Reason #3 My eyesight is really screwed up (I do wear glasses, but neurologically there's something wrong. Once I went blind for a month. NO offense if anyone here is blind, but when you can't see it's the worst sort of boredom and terror. When I finally went to a doctor about it, nothing was done. She said, "You look like you can see"... which is asinine because I couldn't leave the house when I couldn't see. I couldn't even work a telephone. Most likely a side effect of one of the seizure drugs I used to be on that no one will admit is a real side effect.
Symptoms of my PTSD are sometimes unbearable and unpleasant for others. I have fugue states and temporal lobe seizures (the seizures are from a fractured skull when I was little that were made worse later from big pharma). Who wants to live with that? Sometimes I don't remember what year it is, or what words are and I get angry at the people I live with when it's not their fault I can't talk... which I worry is untreated, undiagnosed dimensia.

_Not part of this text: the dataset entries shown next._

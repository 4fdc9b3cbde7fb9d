//! # Timetable API
//!
//! The web server for school timetables. It serves teacher and class weekly
//! schedules and checks proposed lessons against them for time conflicts.
//!
//! ## Architecture
//!
//! - **Routes**: Define API endpoints and URL structure
//! - **Handlers**: Turn requests into calls on the timetable core
//! - **Middleware**: Error-to-response mapping
//! - **Repository**: Where schedules live between requests
//! - **Seed**: The static timetable the repository starts from
//! - **Config**: Environment-driven server settings

/// Configuration module for API settings
pub mod config;
/// Request handlers
pub mod handlers;
/// Error handling shared by all handlers
pub mod middleware;
/// Schedule storage behind the handlers
pub mod repository;
/// Route definitions and API endpoint structure
pub mod routes;
/// Built-in and file-based seed timetables
pub mod seed;

use std::sync::Arc;
use std::time::Duration;

use axum::{
    Router,
    http::{HeaderValue, Method, header},
};
use eyre::{Result, WrapErr};
use tokio::net::TcpListener;
use tower::ServiceBuilder;
use tower_http::{cors::CorsLayer, timeout::TimeoutLayer, trace::TraceLayer};
use tracing::info;
use tracing_subscriber::FmtSubscriber;

use crate::repository::{InMemoryScheduleRepository, ScheduleRepository};
use crate::seed::SeedData;

/// Shared application state that is accessible to all request handlers
pub struct ApiState {
    pub repository: Arc<dyn ScheduleRepository>,
}

impl ApiState {
    pub fn new(repository: Arc<dyn ScheduleRepository>) -> Self {
        Self { repository }
    }

    /// State backed by an in-memory repository loaded from `seed`.
    pub fn seeded(seed: SeedData) -> Result<Self> {
        let schedules = seed
            .into_schedules()
            .wrap_err("Seed timetable is inconsistent")?;
        Ok(Self::new(Arc::new(InMemoryScheduleRepository::new(
            schedules,
        ))))
    }
}

/// Builds the router with every route and request tracing attached.
pub fn app(state: Arc<ApiState>) -> Router {
    Router::new()
        // Health check endpoints
        .merge(routes::health::routes())
        // Teacher and class timetable endpoints
        .merge(routes::schedule::routes())
        .layer(TraceLayer::new_for_http())
        .with_state(state)
}

fn cors_layer(origins: &[String]) -> Result<CorsLayer> {
    let origins = origins
        .iter()
        .map(|origin| {
            origin
                .parse::<HeaderValue>()
                .wrap_err_with(|| format!("Invalid CORS origin {}", origin))
        })
        .collect::<Result<Vec<_>>>()?;

    Ok(CorsLayer::new()
        .allow_methods([Method::GET, Method::POST, Method::OPTIONS])
        .allow_headers([header::CONTENT_TYPE, header::ACCEPT])
        .allow_origin(origins))
}

/// Starts the API server with the provided configuration
///
/// Sets up logging, loads the seed timetable, configures routes and serves
/// until the listener fails.
pub async fn start_server(config: config::ApiConfig) -> Result<()> {
    // Initialize tracing for logging
    let subscriber = FmtSubscriber::builder()
        .with_max_level(config.log_level)
        .finish();
    tracing::subscriber::set_global_default(subscriber)?;

    let seed = match &config.seed_path {
        Some(path) => {
            info!("Loading timetable from {}", path.display());
            SeedData::from_path(path)?
        }
        None => SeedData::builtin().wrap_err("Built-in timetable is invalid")?,
    };
    let state = Arc::new(ApiState::seeded(seed)?);

    let app = app(state);

    // Apply CORS configuration if origins are specified
    let app = match &config.cors_origins {
        Some(origins) => app.layer(cors_layer(origins)?),
        None => app,
    };

    let app = app.layer(
        ServiceBuilder::new().layer(TimeoutLayer::new(Duration::from_secs(config.request_timeout))),
    );

    let addr = config.server_addr();
    let listener = TcpListener::bind(&addr).await?;
    info!("Server listening on http://{}", addr);
    axum::serve(listener, app).await?;

    Ok(())
}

Lastly, sure... suffering. It hurts to move. It hurts to sit. Exercise causes my stomach to sometimes swell until I can't breathe. I keep gaining weight and not from over-eating. It's changed my entire face. I'm over twice the size that until now I'd always been.
I have so many reasons, but I don't know if I'd do it if it weren't for being forced into it because I'd rather go this way than make everyone homeless and be homeless myself. Homelessness is societal homicide. If they're going to kill people with lack of aid, why not let us have access to things that'd ease the passage out? Easy cheap access to nitrogen, unadulterated helium, morphine?
It's going to hurt to die. A lot. And I don't believe in an afterlife, so the last moments of my waking life will be me in agony because so far the only ways I can get out without anyone noticing and on my budget are painful. There's no existence after that. So if it were just pain, would I? I don't know.